My goodness. I will admit that I am a pretty big GP fan, and I'm sorry she's having a rough time right now. I can't imagine what it would be like to announce my divorce on Monday and then get slammed by one of the most hostile, sarcastic and mocking letters imaginable on Thursday. Movie stars don't need my defense, but I think Mackenzie did women everywhere a huge disservice by rallying troops around someone who is obviously not having a great week as it is. "Oh, your family is falling apart? Well you also stink at your job, at being a mom and being a being a person, too!"
What bugs me even more than the letter's cattiness is the underlying theme that being a mom is a hardship.
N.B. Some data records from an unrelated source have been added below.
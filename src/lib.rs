//! CourseHub - backend for selling and teaching online video courses
//!
//! Catalog, cart and coupons, checkout through Stripe or Mercado Pago with
//! webhook reconciliation, enrollments and progress, certificates,
//! notifications, newsletter, support chat and admin reporting.

pub mod chat;
pub mod config;
pub mod crypto;
pub mod db;
pub mod email;
pub mod error;
pub mod extractors;
pub mod fulfillment;
pub mod handlers;
pub mod id;
pub mod jwt;
pub mod middleware;
pub mod models;
pub mod pagination;
pub mod payments;
pub mod pdf;
pub mod pricing;
pub mod progress;
pub mod rate_limit;
pub mod storage;
pub mod util;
Mackenzie didn't invent this idea, but she perpetuates it, and it would be nice if everyone dialed this back a little. I think... once upon a time when our mothers and grandmothers were raising families...there was not this big huge forum for people to go on and on about the challenges of being a mother. And then the Internet, self publishing and social media came along and changed all that. This is/was kind of a positive thing because a lot of people use/d it as a space to relate to one another, share experiences and generally feel less isolated. But somewhere in all this sharing emerged the idea that being a mom is soooooooo hard. And that stay at home moms should get in one camp and talk about how hard it is for them and working moms should get on the other side and prove how hard it is for them. And moms with one child do not have it hard and moms with five children have it really hard, and let's also put a hardship value on boys, girls, income, climate and a whole bunch of other random crap too.
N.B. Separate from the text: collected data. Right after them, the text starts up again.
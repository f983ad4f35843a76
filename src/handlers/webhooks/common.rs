//! Shared webhook pipeline for the payment gateways.
//!
//! Each gateway implements [`WebhookProvider`] to authenticate the request and
//! turn the payload into a provider-agnostic [`WebhookEvent`]. Locating the
//! purchase and applying the outcome is common code.

use std::future::Future;

use axum::{
    body::Bytes,
    http::{HeaderMap, StatusCode},
};
use rusqlite::Connection;

use crate::db::queries::{self, GatewayRefs};
use crate::db::AppState;
use crate::error::AppError;
use crate::fulfillment::{self, ApplyResult, EventKey, PaymentOutcome};
use crate::models::Purchase;
use crate::payments::PaymentProvider;

/// Status and short body returned to the gateway. Non-2xx makes it retry.
pub type WebhookResult = (StatusCode, &'static str);

/// Helper to unwrap DB query results with consistent error handling.
fn db_lookup<T>(
    result: Result<Option<T>, AppError>,
    not_found_msg: &'static str,
) -> Result<T, WebhookResult> {
    match result {
        Ok(Some(v)) => Ok(v),
        Ok(None) => Err((StatusCode::OK, not_found_msg)),
        Err(e) => {
            tracing::error!("DB error: {}", e);
            Err((StatusCode::INTERNAL_SERVER_ERROR, "Database error"))
        }
    }
}

/// A way to find the purchase a notification is about.
#[derive(Debug, Clone, PartialEq, Eq)]
pub enum PurchaseRef {
    PurchaseId(String),
    CheckoutId(String),
    PaymentId(String),
    MerchantOrderId(String),
}

/// A payment notification reduced to what the purchase state machine needs.
#[derive(Debug)]
pub struct PaymentEvent {
    /// Unique per (provider, event) and used for replay protection
    pub event_id: String,
    /// Tried in order until one matches
    pub refs: Vec<PurchaseRef>,
    pub outcome: PaymentOutcome,
    pub payment_id: Option<String>,
    pub merchant_order_id: Option<String>,
}

#[derive(Debug)]
pub enum WebhookEvent {
    Payment(PaymentEvent),
    /// Event type or status that does not move a purchase
    Ignored,
}

/// Trait for payment provider webhook handling.
pub trait WebhookProvider: Send + Sync {
    fn provider(&self) -> PaymentProvider;

    /// Authenticate the request. `Ok(false)` is answered with 401.
    fn verify_signature(&self, headers: &HeaderMap, body: &Bytes) -> Result<bool, WebhookResult>;

    /// Parse the payload, fetching gateway state if the payload alone is not
    /// authoritative.
    fn parse_event(
        &self,
        body: &Bytes,
    ) -> impl Future<Output = Result<WebhookEvent, WebhookResult>> + Send;
}

fn find_purchase(
    conn: &Connection,
    provider: PaymentProvider,
    refs: &[PurchaseRef],
) -> Result<Option<Purchase>, AppError> {
    for r in refs {
        let found = match r {
            PurchaseRef::PurchaseId(id) => queries::get_purchase_by_id(conn, id)?,
            PurchaseRef::CheckoutId(id) => queries::find_purchase_by_checkout_id(conn, provider, id)?,
            PurchaseRef::PaymentId(id) => queries::find_purchase_by_payment_id(conn, provider, id)?,
            PurchaseRef::MerchantOrderId(id) => {
                queries::find_purchase_by_merchant_order_id(conn, provider, id)?
            }
        };
        if let Some(purchase) = found {
            if purchase.provider != provider {
                tracing::warn!(
                    purchase_id = %purchase.id,
                    expected = %purchase.provider,
                    got = %provider,
                    "Webhook references a purchase of another gateway"
                );
                return Ok(None);
            }
            return Ok(Some(purchase));
        }
    }
    Ok(None)
}

/// Generic webhook handler that works with any provider.
pub async fn handle_webhook<P: WebhookProvider>(
    provider: &P,
    state: &AppState,
    headers: HeaderMap,
    body: Bytes,
) -> WebhookResult {
    match provider.verify_signature(&headers, &body) {
        Ok(true) => {}
        Ok(false) => {
            tracing::warn!(provider = %provider.provider(), "Webhook signature rejected");
            return (StatusCode::UNAUTHORIZED, "Invalid signature");
        }
        Err(e) => return e,
    }

    let event = match provider.parse_event(&body).await {
        Ok(e) => e,
        Err(e) => return e,
    };

    match event {
        WebhookEvent::Payment(event) => handle_payment(provider.provider(), state, event)
            .await
            .unwrap_or_else(|e| e),
        WebhookEvent::Ignored => (StatusCode::OK, "Event ignored"),
    }
}

async fn handle_payment(
    provider: PaymentProvider,
    state: &AppState,
    event: PaymentEvent,
) -> Result<WebhookResult, WebhookResult> {
    let mut conn = state.db.get().map_err(|e| {
        tracing::error!("DB connection error: {}", e);
        (StatusCode::INTERNAL_SERVER_ERROR, "Database error")
    })?;

    let purchase = db_lookup(find_purchase(&conn, provider, &event.refs), "Purchase not found")
        .inspect_err(|(status, _)| {
            if *status == StatusCode::OK {
                tracing::warn!(provider = %provider, event_id = %event.event_id, refs = ?event.refs, "Webhook for unknown purchase");
            }
        })?;

    let refs = GatewayRefs {
        payment_id: event.payment_id.as_deref(),
        merchant_order_id: event.merchant_order_id.as_deref(),
        failure_reason: None,
    };
    let key = EventKey {
        provider: provider.as_ref(),
        event_id: &event.event_id,
    };

    match fulfillment::apply_outcome(&mut conn, &purchase.id, Some(key), event.outcome, &refs) {
        Ok(ApplyResult::Applied(transition)) => {
            drop(conn);
            fulfillment::after_commit(state, &transition, provider.as_ref());
            Ok((StatusCode::OK, "OK"))
        }
        Ok(ApplyResult::Duplicate) => {
            tracing::info!(provider = %provider, event_id = %event.event_id, "Duplicate webhook event");
            Ok((StatusCode::OK, "Already processed"))
        }
        Ok(ApplyResult::NotAllowed { current }) => {
            tracing::info!(
                provider = %provider,
                purchase_id = %purchase.id,
                status = %current.as_ref(),
                "Webhook does not change purchase status"
            );
            Ok((StatusCode::OK, "Ignored: status unchanged"))
        }
        Err(e) => {
            tracing::error!(purchase_id = %purchase.id, "Failed to apply webhook: {}", e);
            Err((StatusCode::INTERNAL_SERVER_ERROR, "Database error"))
        }
    }
}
So, after being a mom for nearly 6 years I reject this idea. Being a mom is not hard! Tragedies are hard, cancer is hard, sometimes crossword puzzles are hard, but being a mom is about as hard as you make it. Being a mom is fantastic! Newborns are tricky and I imagine that teenagers are even trickier, but this woe-is-me "6am-no time for a shower- no money for childcare" attitude has gotten a little bananas. Especially when women are using it to have a contest about who has it harder and pitting women who do things one way against women who do things another way. Being good at being a mom can take some hard work as being good at anything typically does, but it's certainly not the drag that the open letter makes it out to be.
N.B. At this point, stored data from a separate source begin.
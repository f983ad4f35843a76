use axum::http::{HeaderValue, Method, header};
use clap::Parser;
use tower_http::cors::{AllowOrigin, CorsLayer};
use tower_http::trace::TraceLayer;
use tracing_subscriber::{layer::SubscriberExt, util::SubscriberInitExt};

use std::sync::Arc;
use std::time::Duration;

use coursehub::chat::ChatHub;
use coursehub::config::Config;
use coursehub::db::{AppState, NewsletterSettings, create_pool, init_audit_db, init_db, queries};
use coursehub::email::EmailService;
use coursehub::fulfillment;
use coursehub::handlers;
use coursehub::jwt::SessionKeys;
use coursehub::models::{
    AuditAction, CouponKind, CourseLevel, CreateCoupon, CreateCourse, CreateLesson, CreateModule,
    CreateUser, UserRole,
};
use coursehub::payments::{MercadoPagoClient, StripeClient};
use coursehub::rate_limit::LoginRateLimiter;
use coursehub::storage::BlobStore;
use coursehub::util::AuditLogBuilder;

/// Processed webhook event ids older than this are forgotten.
const WEBHOOK_EVENT_RETENTION_DAYS: i64 = 30;

#[derive(Parser, Debug)]
#[command(name = "coursehub")]
#[command(about = "Backend for selling and teaching online video courses")]
struct Cli {
    /// Seed the database with dev data (users, a published course, a coupon)
    #[arg(long)]
    seed: bool,

    /// Delete databases on exit (dev mode only, useful for fresh starts)
    #[arg(long)]
    ephemeral: bool,
}

fn bootstrap_admin(state: &AppState, email: &str) {
    let conn = state.db.get().expect("Failed to get db connection for bootstrap");
    let audit_conn = state.audit.get().expect("Failed to get audit db connection");

    let admins = queries::count_admins(&conn).expect("Failed to count admins");
    if admins > 0 {
        tracing::info!("An admin already exists, skipping bootstrap");
        return;
    }

    // Promote an existing account rather than colliding on the email
    let admin = match queries::get_user_by_email(&conn, email).expect("Failed to look up user") {
        Some(user) => queries::set_user_role(&conn, &user.id, UserRole::Admin)
            .expect("Failed to promote bootstrap admin")
            .expect("Bootstrap user vanished"),
        None => queries::create_user(
            &conn,
            &CreateUser {
                email: email.to_string(),
                name: "Administrator".to_string(),
                role: UserRole::Admin,
            },
        )
        .expect("Failed to create bootstrap admin"),
    };

    let details = serde_json::json!({ "email": admin.email });
    AuditLogBuilder::system(&audit_conn, state.audit_log_enabled)
        .action(AuditAction::BootstrapAdmin)
        .resource("user", &admin.id)
        .details(&details)
        .save()
        .expect("Failed to create audit log for bootstrap");

    tracing::info!("============================================");
    tracing::info!("BOOTSTRAP ADMIN READY");
    tracing::info!("Email: {}", admin.email);
    tracing::info!("Sign in with POST /auth/request-code");
    tracing::info!("============================================");
}

/// Seeds the database with dev data.
/// Creates: admin, instructor, student, one published course and a coupon.
/// Only runs in dev mode and when no users exist.
fn seed_dev_data(state: &AppState) {
    let conn = state.db.get().expect("Failed to get db connection for seeding");
    let audit_conn = state.audit.get().expect("Failed to get audit db connection");

    let existing = queries::list_all_user_ids(&conn).expect("Failed to list users");
    if !existing.is_empty() {
        tracing::info!("Database already has data, skipping seed");
        return;
    }

    tracing::info!("============================================");
    tracing::info!("SEEDING DEV DATA");
    tracing::info!("============================================");

    let mut users = Vec::new();
    for (email, name, role) in [
        ("admin@coursehub.local", "Dev Admin", UserRole::Admin),
        ("instructor@coursehub.local", "Dev Instructor", UserRole::Instructor),
        ("student@coursehub.local", "Dev Student", UserRole::Student),
    ] {
        let user = queries::create_user(
            &conn,
            &CreateUser {
                email: email.to_string(),
                name: name.to_string(),
                role,
            },
        )
        .expect("Failed to create dev user");
        tracing::info!("User: {} ({})", user.email, user.role.as_ref());
        users.push(user);
    }
    let instructor = &users[1];

    let course = queries::create_course(
        &conn,
        &instructor.id,
        &CreateCourse {
            slug: "rust-from-scratch".to_string(),
            title: "Rust from Scratch".to_string(),
            subtitle: Some("Ownership, traits and async in practice".to_string()),
            description: "A hands-on introduction to Rust.".to_string(),
            price_cents: 4900,
            currency: None,
            level: Some(CourseLevel::Beginner),
            thumbnail_url: None,
            instructor_id: None,
        },
        &state.default_currency,
    )
    .expect("Failed to create dev course");

    let module = queries::create_module(
        &conn,
        &course.id,
        &CreateModule {
            title: "Getting started".to_string(),
            position: None,
        },
    )
    .expect("Failed to create dev module");

    for (title, is_preview) in [("Installing the toolchain", true), ("Ownership", false)] {
        queries::create_lesson(
            &conn,
            &module,
            &CreateLesson {
                title: title.to_string(),
                content: String::new(),
                duration_seconds: 600,
                is_preview,
                position: None,
            },
        )
        .expect("Failed to create dev lesson");
    }

    queries::set_course_published(&conn, &course.id, true).expect("Failed to publish dev course");
    tracing::info!("Course: {} (slug: {})", course.title, course.slug);

    let coupon = queries::create_coupon(
        &conn,
        &CreateCoupon {
            code: "WELCOME20".to_string(),
            kind: CouponKind::Percentage,
            value: 20,
            currency: None,
            max_uses: None,
            expires_at: None,
            course_id: None,
            active: true,
        },
    )
    .expect("Failed to create dev coupon");
    tracing::info!("Coupon: {} ({}% off)", coupon.code, coupon.value);

    let details = serde_json::json!({
        "users": users.len(),
        "course_id": course.id,
        "coupon": coupon.code,
    });
    AuditLogBuilder::system(&audit_conn, state.audit_log_enabled)
        .action(AuditAction::SeedData)
        .resource("system", "seed")
        .details(&details)
        .save()
        .expect("Failed to create audit log");

    tracing::info!("============================================");
    tracing::info!("DEV DATA SEEDED SUCCESSFULLY");
    tracing::info!("============================================");
}

/// Spawns a background task that periodically expires stale state.
/// Runs every 5 minutes: login codes, old webhook event ids, abandoned
/// purchases, idle chat channels and the login limiter.
fn spawn_cleanup_task(state: AppState) {
    tokio::spawn(async move {
        let interval = Duration::from_secs(5 * 60);

        loop {
            tokio::time::sleep(interval).await;

            match state.db.get() {
                Ok(conn) => {
                    match queries::cleanup_expired_login_codes(&conn) {
                        Ok(count) if count > 0 => {
                            tracing::debug!("Cleaned up {} expired login codes", count);
                        }
                        Ok(_) => {}
                        Err(e) => tracing::warn!("Failed to cleanup login codes: {}", e),
                    }
                    match queries::purge_old_webhook_events(&conn, WEBHOOK_EVENT_RETENTION_DAYS) {
                        Ok(count) if count > 0 => {
                            tracing::debug!("Purged {} old webhook events", count);
                        }
                        Ok(_) => {}
                        Err(e) => tracing::warn!("Failed to purge webhook events: {}", e),
                    }
                }
                Err(e) => {
                    tracing::warn!("Failed to get db connection for cleanup: {}", e);
                }
            }

            if let Err(e) = fulfillment::expire_stale_purchases(&state) {
                tracing::warn!("Failed to expire stale purchases: {}", e);
            }

            let pruned = state.chat.prune();
            if pruned > 0 {
                tracing::debug!("Pruned {} idle chat channels", pruned);
            }

            state.login_rate_limiter.cleanup();
        }
    });

    tracing::info!("Background cleanup task started (runs every 5 minutes)");
}

fn cors_layer(origins: &[String]) -> CorsLayer {
    let origins: Vec<HeaderValue> = origins
        .iter()
        .filter_map(|origin| match origin.parse() {
            Ok(value) => Some(value),
            Err(_) => {
                tracing::warn!("Ignoring invalid CORS origin: {}", origin);
                None
            }
        })
        .collect();

    CorsLayer::new()
        .allow_origin(AllowOrigin::list(origins))
        .allow_methods([
            Method::GET,
            Method::POST,
            Method::PUT,
            Method::DELETE,
            Method::OPTIONS,
        ])
        .allow_headers([header::AUTHORIZATION, header::CONTENT_TYPE, header::RANGE])
}

#[tokio::main]
async fn main() {
    let cli = Cli::parse();

    tracing_subscriber::registry()
        .with(
            tracing_subscriber::EnvFilter::try_from_default_env()
                .unwrap_or_else(|_| "coursehub=debug,tower_http=debug".into()),
        )
        .with(tracing_subscriber::fmt::layer())
        .init();

    let config = Config::from_env();

    if config.dev_mode {
        tracing::info!("Running in DEVELOPMENT mode");
    }

    let db_pool = create_pool(&config.database_path).expect("Failed to create database pool");
    let audit_pool =
        create_pool(&config.audit_database_path).expect("Failed to create audit database pool");

    {
        let conn = db_pool.get().expect("Failed to get connection");
        init_db(&conn).expect("Failed to initialize database");
    }
    {
        let conn = audit_pool.get().expect("Failed to get audit connection");
        init_audit_db(&conn).expect("Failed to initialize audit database");
    }

    let stripe = config.stripe.as_ref().map(StripeClient::new);
    let mercadopago = config.mercadopago.as_ref().map(MercadoPagoClient::new);
    if stripe.is_none() && mercadopago.is_none() {
        tracing::warn!("No payment gateway configured; only free checkouts will succeed");
    }

    let email_service = EmailService::new(config.resend_api_key.clone(), config.email_from.clone());
    if !email_service.is_enabled() {
        tracing::warn!("RESEND_API_KEY not set; emails will be logged, not sent");
    }

    let storage = BlobStore::from_settings(&config.storage);
    tracing::info!("Video storage backend: {}", storage.backend_name());

    let state = AppState {
        db: db_pool,
        audit: audit_pool,
        base_url: config.base_url.trim_end_matches('/').to_string(),
        audit_log_enabled: config.audit_log_enabled,
        session_keys: SessionKeys::new(&config.session_secret, config.session_ttl_hours),
        stripe,
        mercadopago,
        email_service: Arc::new(email_service),
        storage: Arc::new(storage),
        chat: ChatHub::new(),
        login_rate_limiter: LoginRateLimiter::default(),
        newsletter: NewsletterSettings {
            batch_size: config.newsletter_batch_size,
            batch_delay_ms: config.newsletter_batch_delay_ms,
        },
        default_currency: config.default_currency.clone(),
    };

    // Purge old audit logs on startup (0 = never purge)
    if config.audit_log_retention_days > 0 {
        let conn = state.audit.get().expect("Failed to get audit connection for purge");
        match queries::purge_old_audit_logs(&conn, config.audit_log_retention_days) {
            Ok(count) if count > 0 => {
                tracing::info!(
                    "Purged {} audit log entries older than {} days",
                    count,
                    config.audit_log_retention_days
                );
            }
            Ok(_) => {}
            Err(e) => {
                tracing::warn!("Failed to purge old audit logs: {}", e);
            }
        }
    }

    if cli.seed {
        if !config.dev_mode {
            tracing::warn!("--seed flag ignored: not in dev mode (set COURSEHUB_ENV=dev)");
        } else {
            seed_dev_data(&state);
        }
    }

    if let Some(ref email) = config.bootstrap_admin_email {
        bootstrap_admin(&state, email);
    }

    spawn_cleanup_task(state.clone());

    let app = handlers::app(state, Some(config.rate_limit))
        .layer(cors_layer(&config.cors_origins))
        .layer(TraceLayer::new_for_http());

    let addr = config.addr();
    let listener = tokio::net::TcpListener::bind(&addr)
        .await
        .expect("Failed to bind to address");

    let cleanup_on_exit = cli.ephemeral && config.dev_mode;
    let db_path = config.database_path.clone();
    let audit_path = config.audit_database_path.clone();

    if cleanup_on_exit {
        tracing::info!("EPHEMERAL MODE: databases will be deleted on exit");
    }

    tracing::info!("CourseHub server listening on {}", addr);

    // Peer addresses are needed by the per-IP rate limiter
    axum::serve(
        listener,
        app.into_make_service_with_connect_info::<std::net::SocketAddr>(),
    )
    .with_graceful_shutdown(shutdown_signal())
    .await
    .expect("Failed to start server");

    if cleanup_on_exit {
        tracing::info!("Cleaning up ephemeral databases...");
        for path in [&db_path, &audit_path] {
            if let Err(e) = std::fs::remove_file(path) {
                tracing::warn!("Failed to remove {}: {}", path, e);
            } else {
                tracing::info!("Removed {}", path);
            }
            let _ = std::fs::remove_file(format!("{}-wal", path));
            let _ = std::fs::remove_file(format!("{}-shm", path));
        }
        tracing::info!("Ephemeral cleanup complete");
    }
}

async fn shutdown_signal() {
    tokio::signal::ctrl_c()
        .await
        .expect("Failed to install Ctrl+C handler");
    tracing::info!("Shutdown signal received, stopping server...");
}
GP was talking about the challenges in her life. Maybe she could have been a little politically correct-er about it- but she was just using a public forum to say "these are my challenges, here's what I do about them." This is the theme of probably one hundred billion blogs, tweets and Facebook status updates. So we are all allowed to use this shared space for support but she isn't?
It's a slippery slope.
What do you think?
PS: this TED talk on emotional correctness vs. political correctness rocks.